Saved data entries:
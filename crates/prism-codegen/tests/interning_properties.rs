//! Property tests for interning and uniform layout invariants.

use proptest::prelude::*;

use prism_codegen::spirv::SpirvCodegen;
use prism_codegen::Codegen;
use prism_ir::{BaseType, Constant, Module, SourceLocation, Type, UniformDesc};

fn numeric_base() -> impl Strategy<Value = BaseType> {
    prop_oneof![
        Just(BaseType::Bool),
        Just(BaseType::Int),
        Just(BaseType::Uint),
        Just(BaseType::Float),
    ]
}

fn value_type() -> impl Strategy<Value = Type> {
    (numeric_base(), 1u32..=4).prop_map(|(base, rows)| {
        if rows == 1 {
            Type::scalar(base)
        } else {
            Type::vector(base, rows)
        }
    })
}

fn uniform_type() -> impl Strategy<Value = Type> {
    prop_oneof![
        (1u32..=4).prop_map(|rows| {
            if rows == 1 {
                Type::float()
            } else {
                Type::vector(BaseType::Float, rows)
            }
        }),
        Just(Type::int()),
        Just(Type::uint()),
        Just(Type::matrix(BaseType::Float, 4, 4)),
        (1i32..=8).prop_map(|len| {
            let mut ty = Type::vector(BaseType::Float, 4);
            ty.array_length = len;
            ty
        }),
    ]
}

/// Alignment required for a uniform of `size` bytes, per the std140-style
/// rules the backend applies.
fn alignment_for_size(size: u32) -> u32 {
    match size {
        4 => 4,
        8 => 8,
        12 => 16,
        _ => 16,
    }
}

proptest! {
    #[test]
    fn constant_interning_is_idempotent(ty in value_type(), lanes in proptest::array::uniform4(any::<u32>())) {
        let mut codegen = SpirvCodegen::new();
        let data = Constant::from_uints(&lanes[..ty.components() as usize]);

        let first = codegen.emit_constant(&ty, &data);
        let second = codegen.emit_constant(&ty, &data);
        prop_assert_eq!(first, second);
    }

    #[test]
    fn repeated_modules_stay_self_consistent(tys in proptest::collection::vec(value_type(), 1..8)) {
        // Emitting one constant per type twice must not grow the module:
        // every declaration is interned.
        let mut codegen = SpirvCodegen::new();
        for ty in &tys {
            codegen.emit_constant(ty, &Constant::default());
        }
        let mut module_a = Module::default();
        codegen.write_result(&mut module_a);

        for ty in &tys {
            codegen.emit_constant(ty, &Constant::default());
        }
        let mut module_b = Module::default();
        codegen.write_result(&mut module_b);

        prop_assert_eq!(module_a.spirv, module_b.spirv);
    }

    #[test]
    fn uniform_offsets_are_aligned_and_contained(tys in proptest::collection::vec(uniform_type(), 1..16)) {
        let mut codegen = SpirvCodegen::new();
        for (index, ty) in tys.iter().enumerate() {
            codegen.define_uniform(
                &SourceLocation::default(),
                UniformDesc {
                    name: format!("u{index}"),
                    ty: *ty,
                    ..Default::default()
                },
            );
        }

        let mut module = Module::default();
        codegen.write_result(&mut module);

        prop_assert_eq!(module.total_uniform_size % 16, 0);

        let mut previous_end = 0u32;
        for uniform in &module.uniforms {
            prop_assert_eq!(uniform.offset % alignment_for_size(uniform.size), 0);
            prop_assert!(uniform.offset >= previous_end);
            prop_assert!(uniform.offset + uniform.size <= module.total_uniform_size);
            previous_end = uniform.offset + uniform.size;
        }
    }
}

## WORK INSTRUCTIONS
Locate the word "second" in the data above. Copy every line carrying it.

## RESPONSE AREA
        let second = codegen.emit_constant(&ty, &data);
        prop_assert_eq!(first, second);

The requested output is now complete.